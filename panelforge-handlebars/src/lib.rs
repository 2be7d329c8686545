//! Implement `panelforge_core::TemplEng` by way of the `handlebars` crate.

use panelforge_core::{Error, TemplEng};

/// Loads every `*.hbs` file under a directory at construction time and
/// renders by template name thereafter.
///
pub struct HbTemplEng(handlebars::Handlebars<'static>);

impl HbTemplEng {
    pub fn new(templ_dir: Option<&str>) -> Result<Self, Error> {
        let mut hb = handlebars::Handlebars::new();
        hb.register_templates_directory(".hbs", templ_dir.unwrap_or("templates"))
            .map_err(|e| Error::other(e.to_string()))?;
        Ok(Self(hb))
    }
}

impl TemplEng for HbTemplEng {
    fn render(&self, name: &str, data: &serde_json::Value) -> Result<String, Error> {
        self.0.render(name, data).map_err(|e| Error::other(e.to_string()))
    }
}

#[cfg(test)]
mod tests {
    use super::*;

    #[test]
    fn renders_an_inline_template_by_name() {
        let mut hb = handlebars::Handlebars::new();
        hb.register_template_string("greeting", "hello {{name}}").unwrap();
        let engine = HbTemplEng(hb);
        let out = engine.render("greeting", &serde_json::json!({"name": "world"})).unwrap();
        assert_eq!(out, "hello world");
    }
}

--*--

Problem requirements:
What lines above contain "Error"? Copy them out.

Solution to this problem:
use panelforge_core::{Error, TemplEng};
    pub fn new(templ_dir: Option<&str>) -> Result<Self, Error> {
            .map_err(|e| Error::other(e.to_string()))?;
    fn render(&self, name: &str, data: &serde_json::Value) -> Result<String, Error> {
        self.0.render(name, data).map_err(|e| Error::other(e.to_string()))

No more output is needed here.